━━━━━ Data section

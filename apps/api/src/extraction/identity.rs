//! Identity Extractor: best-effort candidate name from noisy résumé text.
//!
//! Strategies run in a fixed order and the first hit wins. Earlier strategies
//! are precise (they look at the very top of the document or at explicit
//! labels); later ones trade precision for recall.
//!
//! 1. `from_leading_lines`    : first two non-blank lines, header lines skipped
//! 2. `from_labelled_patterns`: "Name: ...", a bare capitalized line, or a name before "Email"
//! 3. `from_email`            : `john.doe@...` → "John Doe"
//! 4. `from_capitalized_lines`: any capitalized 2–4 word line in the first 8 lines

use std::sync::LazyLock;

use regex::Regex;
use tracing::debug;

use crate::extraction::contact::EMAIL_RE;
use crate::models::candidate::UNKNOWN_NAME;

/// Words that mark a line as a document/section header rather than a name.
const HEADER_WORDS: &[&str] = &[
    "resume",
    "cv",
    "curriculum",
    "vitae",
    "application",
    "profile",
    "objective",
    "summary",
    "professional",
];

/// Phrases a labelled-pattern match must not contain.
const NON_NAME_PHRASES: &[&str] = &[
    "contact information",
    "professional experience",
    "education summary",
    "skills overview",
    "work history",
    "education",
    "experience",
    "skills",
];

/// Generic résumé vocabulary skipped by the capitalized-line scan.
const SKIP_LINE_WORDS: &[&str] = &[
    "resume",
    "cv",
    "curriculum",
    "vitae",
    "experience",
    "education",
    "skills",
    "contact",
    "phone",
    "email",
    "address",
    "linkedin",
    "github",
    "portfolio",
    "website",
    "professional",
    "summary",
    "objective",
    "analyst",
    "developer",
    "engineer",
];

/// Lines containing these are ignored by the first-lines fallback heuristic.
const FIRST_LINES_SKIP_WORDS: &[&str] = &[
    "email",
    "phone",
    "address",
    "objective",
    "summary",
    "experience",
    "education",
    "skills",
    "resume",
    "cv",
];

const MIN_TEXT_CHARS: usize = 10;
const LEADING_LINES: usize = 2;
const CAPITALIZED_SCAN_LINES: usize = 8;
const MAX_NAME_LINE_CHARS: usize = 50;
const MAX_FIRST_LINE_CHARS: usize = 60;

static LABELLED_NAME_PATTERNS: LazyLock<Vec<Regex>> = LazyLock::new(|| {
    vec![
        // "Name: Jane Smith", "Candidate Name - Jane Smith", "Applicant Jane Smith"
        Regex::new(
            r"(?i:full name|candidate name|name|applicant)[:\s-]+([A-Z][a-z]+(?:[ \t]+[A-Z][a-z]+){1,3})\b",
        )
        .unwrap(),
        // A line that is nothing but two to four capitalized words
        Regex::new(r"(?m)^([A-Z][a-z]+(?:[ \t]+[A-Z][a-z]+){1,3})[ \t\r]*$").unwrap(),
        // "Jane Smith  Email: ..."
        Regex::new(r"([A-Z][a-z]+(?:[ \t]+[A-Z][a-z]+){1,3})\s+(?i:email|phone|resume)").unwrap(),
    ]
});

static FIRST_LINE_NAME_PATTERNS: LazyLock<Vec<Regex>> = LazyLock::new(|| {
    vec![
        Regex::new(r"^[A-Z][a-z]+ [A-Z][a-z]+(?: [A-Z][a-z]+)?").unwrap(),
        Regex::new(r"^[A-Z]\. [A-Z][a-z]+").unwrap(),
        Regex::new(r"^[A-Z][a-z]+, [A-Z]\.").unwrap(),
        Regex::new(r"^[A-Z][a-z]+ [A-Z]\. [A-Z][a-z]+").unwrap(),
    ]
});

/// A single name heuristic. Pure: same text, same answer.
pub type NameStrategy = fn(&str) -> Option<String>;

/// Evaluation order is significant; see the module docs.
pub const NAME_STRATEGIES: &[(&str, NameStrategy)] = &[
    ("leading_lines", from_leading_lines),
    ("labelled_patterns", from_labelled_patterns),
    ("email", from_email),
    ("capitalized_lines", from_capitalized_lines),
];

/// Returns the candidate's name, or `"Unknown"` when no strategy matches.
pub fn extract_name(text: &str) -> String {
    detect_name(text).unwrap_or_else(|| UNKNOWN_NAME.to_string())
}

pub fn detect_name(text: &str) -> Option<String> {
    if text.trim().chars().count() < MIN_TEXT_CHARS {
        return None;
    }

    NAME_STRATEGIES.iter().find_map(|(label, strategy)| {
        let name = strategy(text)?;
        debug!(strategy = *label, name = %name, "Candidate name detected");
        Some(name)
    })
}

/// Lightweight heuristic over the first `max_lines` raw lines, used by the
/// keyword fallback scorer.
pub fn name_from_first_lines(text: &str, max_lines: usize) -> Option<String> {
    text.split('\n')
        .take(max_lines)
        .map(str::trim)
        .filter(|line| !line.is_empty() && line.chars().count() <= MAX_FIRST_LINE_CHARS)
        .filter(|line| !contains_any(line, FIRST_LINES_SKIP_WORDS))
        .find_map(|line| {
            FIRST_LINE_NAME_PATTERNS
                .iter()
                .find_map(|pattern| pattern.find(line))
                .map(|m| title_case(m.as_str()))
        })
}

// ────────────────────────────────────────────────────────────────────────────
// Strategies
// ────────────────────────────────────────────────────────────────────────────

pub fn from_leading_lines(text: &str) -> Option<String> {
    non_blank_lines(text)
        .take(LEADING_LINES)
        .filter(|line| !contains_any(line, HEADER_WORDS))
        .find_map(name_from_line)
}

pub fn from_labelled_patterns(text: &str) -> Option<String> {
    LABELLED_NAME_PATTERNS.iter().find_map(|pattern| {
        pattern
            .captures_iter(text)
            .filter_map(|caps| caps.get(1))
            .map(|m| m.as_str().trim())
            .find(|candidate| {
                candidate.split_whitespace().count() >= 2
                    && candidate.chars().count() < MAX_NAME_LINE_CHARS
                    && !contains_any(candidate, NON_NAME_PHRASES)
            })
            .map(str::to_string)
    })
}

pub fn from_email(text: &str) -> Option<String> {
    let email = EMAIL_RE.find(text)?;
    name_from_email(email.as_str())
}

pub fn from_capitalized_lines(text: &str) -> Option<String> {
    non_blank_lines(text)
        .take(CAPITALIZED_SCAN_LINES)
        .filter(|line| !contains_any(line, SKIP_LINE_WORDS))
        .find_map(|line| {
            let words: Vec<&str> = line.split_whitespace().collect();
            if !(2..=4).contains(&words.len()) {
                return None;
            }

            let caps: Vec<String> = words
                .iter()
                .map(|word| strip_punctuation(word))
                .filter(|word| is_capitalized_word(word))
                .collect();

            (caps.len() >= 2).then(|| caps.join(" "))
        })
}

// ────────────────────────────────────────────────────────────────────────────
// Helpers
// ────────────────────────────────────────────────────────────────────────────

fn non_blank_lines(text: &str) -> impl Iterator<Item = &str> {
    text.lines().map(str::trim).filter(|line| !line.is_empty())
}

/// Case-insensitive substring check against a word list.
fn contains_any(line: &str, words: &[&str]) -> bool {
    let lower = line.to_lowercase();
    words.iter().any(|word| lower.contains(word))
}

/// A 2–4 token line under 50 chars with at least two alphabetic tokens.
fn name_from_line(line: &str) -> Option<String> {
    let words: Vec<&str> = line.split_whitespace().collect();
    if !(2..=4).contains(&words.len()) || line.chars().count() >= MAX_NAME_LINE_CHARS {
        return None;
    }

    let name_words: Vec<String> = words
        .iter()
        .map(|word| strip_punctuation(word))
        .filter(|word| is_alphabetic_token(word))
        .map(|word| title_case(&word))
        .collect();

    (name_words.len() >= 2).then(|| name_words.join(" "))
}

fn name_from_email(email: &str) -> Option<String> {
    let local = email.split('@').next()?;

    if local.contains('.') {
        let parts: Vec<String> = local
            .split('.')
            .take(3)
            .filter(|part| part.len() > 1 && is_ascii_alpha(part))
            .map(capitalize)
            .collect();
        if parts.len() >= 2 {
            return Some(parts.join(" "));
        }
    }

    if (6..=20).contains(&local.len()) && is_ascii_alpha(local) {
        return (3..local.len().min(8))
            .map(|split| local.split_at(split))
            .find(|(first, last)| is_ascii_alpha(first) && is_ascii_alpha(last))
            .map(|(first, last)| format!("{} {}", capitalize(first), capitalize(last)));
    }

    None
}

/// Keeps word characters and hyphens.
fn strip_punctuation(word: &str) -> String {
    word.chars()
        .filter(|c| c.is_alphanumeric() || *c == '_' || *c == '-')
        .collect()
}

/// Alphabetic once hyphens are ignored ("Mary-Jane" passes, "-" does not).
fn is_alphabetic_token(word: &str) -> bool {
    let mut letters = word.chars().filter(|c| *c != '-').peekable();
    letters.peek().is_some() && letters.all(char::is_alphabetic)
}

/// Starts uppercase and is at least 80% letters.
fn is_capitalized_word(word: &str) -> bool {
    let Some(first) = word.chars().next() else {
        return false;
    };
    let total = word.chars().count();
    let alpha = word.chars().filter(|c| c.is_alphabetic()).count();
    first.is_uppercase() && alpha * 5 >= total * 4
}

fn is_ascii_alpha(s: &str) -> bool {
    !s.is_empty() && s.chars().all(|c| c.is_ascii_alphabetic())
}

fn capitalize(word: &str) -> String {
    let mut chars = word.chars();
    match chars.next() {
        Some(first) => first.to_uppercase().chain(chars.flat_map(char::to_lowercase)).collect(),
        None => String::new(),
    }
}

/// Uppercases the first letter of every alphabetic run, lowercases the rest.
fn title_case(text: &str) -> String {
    let mut out = String::with_capacity(text.len());
    let mut prev_alpha = false;
    for c in text.chars() {
        if prev_alpha {
            out.extend(c.to_lowercase());
        } else {
            out.extend(c.to_uppercase());
        }
        prev_alpha = c.is_alphabetic();
    }
    out
}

━━━━━━━━━━

■ Work instructions
Set aside each line above that includes the string "None" and report it.

■ Task response
        return None;
                return None;
        return None;
    None
        None => String::new(),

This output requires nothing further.